New company would still be 4th largest carrier, but a tougher rival

T-Mobile USA's merger with MetroPCS, announced early Wednesday, promises to create the "leading value" wireless carrier in the U.S., officials from both companies said.

Their claim is based primarily on creating a combined and expanded nationwide LTE wireless network -- using complementary spectrum-- and emphasizing low-cost, no-contract and unlimited data service to customers.

The combined entity would remain the nation's fourth-largest wireless carrier in terms of subscribers behind AT&T, Verizon and Sprint. The deal would pose the greatest threat to third-place Sprint, which has about 56 million customers. T-Mobile would grow from 33 million to 42 million subscribers once the merger is finalized, as expected, in the first half of 2013.
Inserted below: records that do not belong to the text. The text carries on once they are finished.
// SPDX-License-Identifier: MIT
// Copyright (c) 2026 StarTuz

//! One explicit input record per calculator page, and a single pass that
//! derives every result from a snapshot of them.

use crate::aircraft::AircraftProfile;
use crate::atmosphere::{AtmosphericInput, AtmosphericResult};
use crate::climb::{self, ClimbDescentInput, ClimbDescentResult};
use crate::nav::{self, GroundSpeed, NavLegInput, NavLegResult};
use crate::performance::{self, RunwaySurface, TakeoffLandingInput, TakeoffLandingResult};
use crate::weight_balance::{self, WeightBalanceResult};
use crate::wind::{self, WindSolution, WindTriangleInput};
use chrono::NaiveTime;
use serde::{Deserialize, Serialize};

#[derive(Debug, Clone, Copy, PartialEq, Serialize, Deserialize)]
pub struct NavPage {
    pub distance_nm: f64,
    /// Blank means "use the wind triangle".
    pub ground_speed_kt: Option<f64>,
    pub fuel_burn_gph: f64,
    #[serde(default)]
    pub departure_time: Option<NaiveTime>,
}

impl Default for NavPage {
    fn default() -> Self {
        Self {
            distance_nm: 100.0,
            ground_speed_kt: Some(110.0),
            fuel_burn_gph: 8.5,
            departure_time: None,
        }
    }
}

#[derive(Debug, Clone, Copy, PartialEq, Serialize, Deserialize)]
pub struct ClimbPage {
    pub start_altitude_ft: f64,
    pub target_altitude_ft: f64,
    pub vertical_speed_fpm: f64,
    /// Blank means "use the wind triangle".
    pub ground_speed_kt: Option<f64>,
    pub fuel_burn_gph: f64,
}

impl Default for ClimbPage {
    fn default() -> Self {
        Self {
            start_altitude_ft: 1000.0,
            target_altitude_ft: 8500.0,
            vertical_speed_fpm: 500.0,
            ground_speed_kt: Some(100.0),
            fuel_burn_gph: 8.5,
        }
    }
}

#[derive(Debug, Clone, Copy, PartialEq, Serialize, Deserialize)]
pub struct LoadingPage {
    pub front_seats_lb: f64,
    pub rear_seats_lb: f64,
    #[serde(default)]
    pub baggage_lb: f64,
    pub fuel_gal: f64,
}

impl Default for LoadingPage {
    fn default() -> Self {
        Self {
            front_seats_lb: 380.0,
            rear_seats_lb: 0.0,
            baggage_lb: 0.0,
            fuel_gal: 40.0,
        }
    }
}

#[derive(Debug, Clone, Copy, PartialEq, Serialize, Deserialize)]
pub struct RunwayPage {
    /// Blank means "use the loaded weight".
    pub weight_lb: Option<f64>,
    pub headwind_kt: f64,
    #[serde(default)]
    pub surface: RunwaySurface,
    #[serde(default)]
    pub runway_length_ft: Option<f64>,
}

impl Default for RunwayPage {
    fn default() -> Self {
        Self {
            weight_lb: Some(2400.0),
            headwind_kt: 0.0,
            surface: RunwaySurface::Paved,
            runway_length_ft: Some(3000.0),
        }
    }
}

#[derive(Debug, Clone, Copy, PartialEq, Default, Serialize, Deserialize)]
pub struct CalculatorInputs {
    #[serde(default)]
    pub atmosphere: AtmosphericInput,
    #[serde(default)]
    pub wind: WindTriangleInput,
    #[serde(default)]
    pub nav: NavPage,
    #[serde(default)]
    pub climb: ClimbPage,
    #[serde(default)]
    pub loading: LoadingPage,
    #[serde(default)]
    pub runway: RunwayPage,
}

#[derive(Debug, Clone, Copy, PartialEq, Serialize, Deserialize)]
pub struct CalculatorReport {
    pub atmosphere: AtmosphericResult,
    pub wind: WindSolution,
    pub nav: NavLegResult,
    pub climb: ClimbDescentResult,
    pub weight_balance: WeightBalanceResult,
    pub takeoff: TakeoffLandingResult,
    pub landing: TakeoffLandingResult,
    /// `None` when no runway length was entered.
    pub takeoff_fits: Option<bool>,
    pub landing_fits: Option<bool>,
}

impl CalculatorInputs {
    pub fn nav_ground_speed(&self) -> GroundSpeed {
        GroundSpeed::explicit_or_wind(self.nav.ground_speed_kt, self.wind)
    }

    pub fn climb_ground_speed(&self) -> GroundSpeed {
        GroundSpeed::explicit_or_wind(self.climb.ground_speed_kt, self.wind)
    }

    pub fn compute(&self, aircraft: &AircraftProfile) -> CalculatorReport {
        let atmosphere = self.atmosphere.resolve();
        let wind = wind::solve(&self.wind);

        let nav = nav::plan_leg(&NavLegInput {
            distance_nm: self.nav.distance_nm,
            ground_speed_kt: self.nav_ground_speed().resolve(),
            fuel_burn_rate_gph: self.nav.fuel_burn_gph,
            departure_time: self.nav.departure_time,
        });

        let climb = climb::plan_transition(&ClimbDescentInput {
            start_altitude_ft: self.climb.start_altitude_ft,
            target_altitude_ft: self.climb.target_altitude_ft,
            vertical_speed_fpm: self.climb.vertical_speed_fpm,
            ground_speed_kt: self.climb_ground_speed().resolve(),
            fuel_burn_rate_gph: self.climb.fuel_burn_gph,
        });

        let stations = aircraft.stations(
            self.loading.front_seats_lb,
            self.loading.rear_seats_lb,
            self.loading.baggage_lb,
        );
        let weight_balance = weight_balance::resolve(
            &stations,
            aircraft.fuel(self.loading.fuel_gal),
            aircraft.max_takeoff_weight_lb,
            &aircraft.cg_envelope,
        );

        let runway_input = TakeoffLandingInput {
            density_altitude_ft: atmosphere.density_altitude_ft,
            weight_lb: self
                .runway
                .weight_lb
                .unwrap_or(weight_balance.total_weight_lb),
            headwind_component_kt: self.runway.headwind_kt,
            surface: self.runway.surface,
        };
        let takeoff = performance::compute_takeoff(&runway_input, &aircraft.takeoff);
        let landing = performance::compute_landing(&runway_input, &aircraft.landing);

        let runway_length = self.runway.runway_length_ft;
        CalculatorReport {
            atmosphere,
            wind,
            nav,
            climb,
            weight_balance,
            takeoff,
            landing,
            takeoff_fits: runway_length.map(|len| takeoff.fits_runway(len)),
            landing_fits: runway_length.map(|len| landing.fits_runway(len)),
        }
    }
}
The contiguous LTE network of both companies would grow by 40% nationwide by the end of 2013 compared to what T-Mobile could offer alone.
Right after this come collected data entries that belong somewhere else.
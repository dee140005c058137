// SPDX-License-Identifier: MIT
// Copyright (c) 2026 StarTuz

use crate::units::{all_finite, round_to, MINUTES_PER_DAY};
use crate::wind::{self, WindTriangleInput};
use chrono::{Duration, NaiveTime};
use serde::{Deserialize, Serialize};

/// Where a planner's ground speed comes from. Resolved by the caller before planning.
#[derive(Debug, Clone, Copy, PartialEq, Serialize, Deserialize)]
pub enum GroundSpeed {
    Known(f64),
    FromWind(WindTriangleInput),
}

impl GroundSpeed {
    /// Picks the explicit value when present, otherwise the wind triangle.
    pub fn explicit_or_wind(explicit: Option<f64>, wind: WindTriangleInput) -> Self {
        match explicit {
            Some(gs) => GroundSpeed::Known(gs),
            None => GroundSpeed::FromWind(wind),
        }
    }

    /// Ground speed in knots; 0 when the wind triangle has no solution.
    pub fn resolve(&self) -> f64 {
        match self {
            GroundSpeed::Known(gs) => *gs,
            GroundSpeed::FromWind(input) => wind::solve(input).ground_speed_kt().unwrap_or(0.0),
        }
    }
}

#[derive(Debug, Clone, Copy, PartialEq, Serialize, Deserialize)]
pub struct NavLegInput {
    pub distance_nm: f64,
    pub ground_speed_kt: f64,
    pub fuel_burn_rate_gph: f64,
    #[serde(default)]
    pub departure_time: Option<NaiveTime>,
}

#[derive(Debug, Clone, Copy, PartialEq, Default, Serialize, Deserialize)]
pub struct NavLegResult {
    pub time_enroute_minutes: f64,
    pub fuel_required_gal: f64,
    /// `None` when the departure time is unknown or the leg cannot be planned.
    pub eta: Option<NaiveTime>,
}

/// Time, fuel and ETA for a single leg flown at constant ground speed.
pub fn plan_leg(input: &NavLegInput) -> NavLegResult {
    let NavLegInput {
        distance_nm,
        ground_speed_kt,
        fuel_burn_rate_gph,
        departure_time,
    } = *input;

    if !is_plannable(input) {
        log::debug!(
            "Leg cannot be planned — distance={} gs={} burn={}",
            distance_nm,
            ground_speed_kt,
            fuel_burn_rate_gph
        );
        return NavLegResult::default();
    }

    let time_hours = distance_nm / ground_speed_kt;
    let time_enroute_minutes = round_to(time_hours * 60.0, 0);
    let fuel_required_gal = round_to(time_hours * fuel_burn_rate_gph, 1);

    NavLegResult {
        time_enroute_minutes,
        fuel_required_gal,
        eta: departure_time.map(|t| add_minutes_wrapping(t, time_enroute_minutes)),
    }
}

fn is_plannable(leg: &NavLegInput) -> bool {
    all_finite(&[leg.distance_nm, leg.ground_speed_kt, leg.fuel_burn_rate_gph])
        && leg.ground_speed_kt > 0.0
}

/// Adds whole minutes to a time of day, wrapping across midnight.
pub fn add_minutes_wrapping(time: NaiveTime, minutes: f64) -> NaiveTime {
    let within_day = minutes.rem_euclid(MINUTES_PER_DAY) as i64;
    let (eta, _) = time.overflowing_add_signed(Duration::minutes(within_day));
    eta
}

#[derive(Debug, Clone, PartialEq, Default, Serialize, Deserialize)]
pub struct RouteSummary {
    pub legs: Vec<NavLegResult>,
    pub total_distance_nm: f64,
    pub total_time_minutes: f64,
    pub total_fuel_gal: f64,
    pub eta: Option<NaiveTime>,
}

/// Plans consecutive legs. Each leg departs when the previous one arrives, so only
/// the first leg's departure time is used.
pub fn plan_route(legs: &[NavLegInput]) -> RouteSummary {
    let departure = legs.first().and_then(|l| l.departure_time);
    let mut summary = RouteSummary::default();
    let mut clock = departure;
    let mut plannable = true;

    for leg in legs {
        let result = plan_leg(&NavLegInput {
            departure_time: clock,
            ..*leg
        });
        if !is_plannable(leg) {
            plannable = false;
        }
        clock = result.eta;
        if leg.distance_nm.is_finite() {
            summary.total_distance_nm += leg.distance_nm;
        }
        summary.total_time_minutes += result.time_enroute_minutes;
        summary.total_fuel_gal += result.fuel_required_gal;
        summary.legs.push(result);
    }

    summary.total_distance_nm = round_to(summary.total_distance_nm, 1);
    summary.total_fuel_gal = round_to(summary.total_fuel_gal, 1);
    summary.eta = if plannable { clock } else { None };
    summary
}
There will be a focus on major metropolitan areas, such as New York, Los Angeles and Dallas, said John Legere, CEO of T-Mobile, who will become the CEO of the combined company.
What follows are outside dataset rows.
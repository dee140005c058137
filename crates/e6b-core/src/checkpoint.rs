// SPDX-License-Identifier: MIT
// Copyright (c) 2026 StarTuz

use crate::calculator::CalculatorInputs;
use crate::checklist::Checklist;
use chrono::{DateTime, Utc};
use serde::{Deserialize, Serialize};
use std::fs;
use std::path::{Path, PathBuf};
use thiserror::Error;

const CURRENT_CHECKPOINT_VERSION: u32 = 1;

#[derive(Error, Debug)]
pub enum CheckpointError {
    #[error("IO error: {0}")]
    Io(#[from] std::io::Error),
    #[error("Invalid checkpoint file: {0}")]
    Json(#[from] serde_json::Error),
    #[error("No checkpoint with id {0}")]
    NotFound(u64),
}

/// A saved snapshot of calculator fields and checklist progress.
#[derive(Debug, Clone, PartialEq, Serialize, Deserialize)]
pub struct Checkpoint {
    pub id: u64,
    pub name: String,
    pub created_at: DateTime<Utc>,
    pub inputs: CalculatorInputs,
    #[serde(default)]
    pub checklist: Checklist,
}

#[derive(Debug, Clone, Serialize, Deserialize)]
struct CheckpointFile {
    #[serde(default)]
    version: u32,
    #[serde(default)]
    next_id: u64,
    checkpoints: Vec<Checkpoint>,
}

impl Default for CheckpointFile {
    fn default() -> Self {
        Self {
            version: CURRENT_CHECKPOINT_VERSION,
            next_id: 1,
            checkpoints: Vec::new(),
        }
    }
}

pub struct CheckpointStore {
    path: PathBuf,
    file: CheckpointFile,
}

impl CheckpointStore {
    /// Opens the store at `path`; nothing is read until [`CheckpointStore::load`].
    pub fn new(path: impl Into<PathBuf>) -> Self {
        Self {
            path: path.into(),
            file: CheckpointFile::default(),
        }
    }

    pub fn in_config_root(config_root: &Path) -> Self {
        Self::new(config_root.join("checkpoints.json"))
    }

    pub fn path(&self) -> &Path {
        &self.path
    }

    pub fn load(&mut self) -> Result<(), CheckpointError> {
        if !self.path.exists() {
            self.file = CheckpointFile::default();
            return Ok(());
        }

        let content = fs::read_to_string(&self.path)?;
        let file: CheckpointFile = serde_json::from_str(&content)?;
        if file.version != CURRENT_CHECKPOINT_VERSION {
            log::warn!(
                "Ignoring checkpoints with unknown version — path={} version={}",
                self.path.display(),
                file.version
            );
            self.file = CheckpointFile::default();
            return Ok(());
        }

        self.file = file;
        // Older files may predate next_id
        let max_id = self.file.checkpoints.iter().map(|c| c.id).max().unwrap_or(0);
        self.file.next_id = self.file.next_id.max(max_id + 1);
        log::debug!(
            "Loaded checkpoints — path={} count={}",
            self.path.display(),
            self.file.checkpoints.len()
        );
        Ok(())
    }

    pub fn save(&self) -> Result<(), CheckpointError> {
        if let Some(parent) = self.path.parent() {
            if !parent.as_os_str().is_empty() && !parent.exists() {
                fs::create_dir_all(parent)?;
            }
        }
        let content = serde_json::to_string_pretty(&self.file)?;
        fs::write(&self.path, content)?;
        log::info!(
            "Checkpoints saved — path={} count={}",
            self.path.display(),
            self.file.checkpoints.len()
        );
        Ok(())
    }

    pub fn create(
        &mut self,
        name: &str,
        inputs: CalculatorInputs,
        checklist: Checklist,
    ) -> Checkpoint {
        self.create_at(name, inputs, checklist, Utc::now())
    }

    pub fn create_at(
        &mut self,
        name: &str,
        inputs: CalculatorInputs,
        checklist: Checklist,
        created_at: DateTime<Utc>,
    ) -> Checkpoint {
        let id = self.file.next_id;
        self.file.next_id += 1;

        let name = match name.trim() {
            "" => format!("Checkpoint {}", id),
            n => n.to_string(),
        };
        let checkpoint = Checkpoint {
            id,
            name,
            created_at,
            inputs,
            checklist,
        };
        self.file.checkpoints.push(checkpoint.clone());
        checkpoint
    }

    pub fn restore(&self, id: u64) -> Result<Checkpoint, CheckpointError> {
        self.file
            .checkpoints
            .iter()
            .find(|c| c.id == id)
            .cloned()
            .ok_or(CheckpointError::NotFound(id))
    }

    pub fn delete(&mut self, id: u64) -> Result<Checkpoint, CheckpointError> {
        let index = self
            .file
            .checkpoints
            .iter()
            .position(|c| c.id == id)
            .ok_or(CheckpointError::NotFound(id))?;
        Ok(self.file.checkpoints.remove(index))
    }

    /// Newest first; ties keep the later-created checkpoint first.
    pub fn list(&self) -> Vec<&Checkpoint> {
        let mut sorted: Vec<&Checkpoint> = self.file.checkpoints.iter().collect();
        sorted.sort_by(|a, b| b.created_at.cmp(&a.created_at).then(b.id.cmp(&a.id)));
        sorted
    }

    pub fn latest(&self) -> Option<&Checkpoint> {
        self.list().into_iter().next()
    }

    pub fn len(&self) -> usize {
        self.file.checkpoints.len()
    }

    pub fn is_empty(&self) -> bool {
        self.file.checkpoints.is_empty()
    }
}
// SPDX-License-Identifier: MIT
// Copyright (c) 2026 StarTuz

use crate::units::{
    all_finite, round_to, DENSITY_ALT_FT_PER_DEG_C, FEET_PER_INHG, ISA_LAPSE_C_PER_1000FT,
    ISA_SEA_LEVEL_TEMP_C, STANDARD_ALTIMETER_INHG,
};
use serde::{Deserialize, Serialize};

#[derive(Debug, Clone, Copy, PartialEq, Serialize, Deserialize)]
pub struct AtmosphericInput {
    pub field_elevation_ft: f64,
    pub altimeter_inhg: f64,
    /// Overrides the value derived from elevation and altimeter setting when present.
    #[serde(default)]
    pub pressure_altitude_ft: Option<f64>,
    pub outside_air_temp_c: f64,
}

impl Default for AtmosphericInput {
    fn default() -> Self {
        Self {
            field_elevation_ft: 0.0,
            altimeter_inhg: STANDARD_ALTIMETER_INHG,
            pressure_altitude_ft: None,
            outside_air_temp_c: ISA_SEA_LEVEL_TEMP_C,
        }
    }
}

#[derive(Debug, Clone, Copy, PartialEq, Default, Serialize, Deserialize)]
pub struct AtmosphericResult {
    pub pressure_altitude_ft: f64,
    pub density_altitude_ft: f64,
    pub isa_temp_c: f64,
    pub isa_deviation_c: f64,
}

impl AtmosphericInput {
    pub fn resolve(&self) -> AtmosphericResult {
        let pressure_altitude_ft = match self.pressure_altitude_ft {
            Some(pa) => pa,
            None => derive_pressure_altitude(self.field_elevation_ft, self.altimeter_inhg),
        };
        let density_altitude_ft =
            compute_density_altitude(pressure_altitude_ft, self.outside_air_temp_c);

        if !all_finite(&[pressure_altitude_ft, self.outside_air_temp_c]) {
            return AtmosphericResult::default();
        }

        let isa_temp_c = isa_temperature_c(pressure_altitude_ft);
        AtmosphericResult {
            pressure_altitude_ft,
            density_altitude_ft,
            isa_temp_c: round_to(isa_temp_c, 1),
            isa_deviation_c: round_to(self.outside_air_temp_c - isa_temp_c, 1),
        }
    }
}

/// Pressure altitude from field elevation and the local altimeter setting, to the nearest foot.
/// Non-finite input yields 0.
pub fn derive_pressure_altitude(field_elevation_ft: f64, altimeter_inhg: f64) -> f64 {
    if !all_finite(&[field_elevation_ft, altimeter_inhg]) {
        log::debug!(
            "Pressure altitude inputs incomplete — elevation={} altimeter={}",
            field_elevation_ft,
            altimeter_inhg
        );
        return 0.0;
    }
    round_to(
        field_elevation_ft + (STANDARD_ALTIMETER_INHG - altimeter_inhg) * FEET_PER_INHG,
        0,
    )
}

/// Standard temperature at the given pressure altitude, using the 2 °C per 1000 ft rule.
pub fn isa_temperature_c(pressure_altitude_ft: f64) -> f64 {
    ISA_SEA_LEVEL_TEMP_C - ISA_LAPSE_C_PER_1000FT * (pressure_altitude_ft / 1000.0)
}

/// Density altitude to the nearest foot. Non-finite input yields 0.
pub fn compute_density_altitude(pressure_altitude_ft: f64, outside_air_temp_c: f64) -> f64 {
    if !all_finite(&[pressure_altitude_ft, outside_air_temp_c]) {
        log::debug!(
            "Density altitude inputs incomplete — pressure_alt={} oat={}",
            pressure_altitude_ft,
            outside_air_temp_c
        );
        return 0.0;
    }
    let isa_temp_c = isa_temperature_c(pressure_altitude_ft);
    round_to(
        pressure_altitude_ft + DENSITY_ALT_FT_PER_DEG_C * (outside_air_temp_c - isa_temp_c),
        0,
    )
}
Also, the combined resources mean the new network will be 20% denser, due to more coverage that takes advantage of the increased number of towers that use a fatter wireless channel than what T-Mobile's LTE network would have been, he said.

Noting that the merger closes the gap between T-Mobile and Sprint, Legere added in a conference call with reporters: "We're not just here to compete, we're here to win ... This has the potential to be a game-changer."

Later he said that while the combined entity would offer various service plans to customers, including more traditional two-year contract plans, he also committed to being "the leading provider of no-contract services."

No-contract services in the industry are growing at an annual rate that is three times faster than for contract services, he noted.

Leger also reached out to enterprises that wrestle with workers who bring their personal smartphones to use for work. The various service plans from the merged entity will be combined with BYOD (Bring Your Own Device) plans, he said. "We hear [customers] loud and clear," he said.

Some analysts and investors were concerned that by merging with MetroPCS, T-Mobile will incur added costs by having to convert CDMA cell towers used by MetroPCS to GSM service under T-Mobile. Both companies are committed to 4G LTE, a common technology platform, but the conversion of 3G CDMA towers to 3G GSM will be needed when a customer can't find a 4G LTE signal.

Also, LTE is a data-only network, which means GSM will be needed to transmit voice calls for a period of time.

Officials said that the full conversion of MetroPCS customers to GSM will occur by the end of 2015, but will start immediately in 2013 when the merger is finalized. MetroPCS customers get new phones more frequently than many carriers, at a rate of more than 50% to 65% a year, which will speed the conversion, Legere said.

"We expect minimal [MetroPCS] customer losses and will be managing this very carefully," Legere said. "To MetroPCS customers: You will not be abandoned."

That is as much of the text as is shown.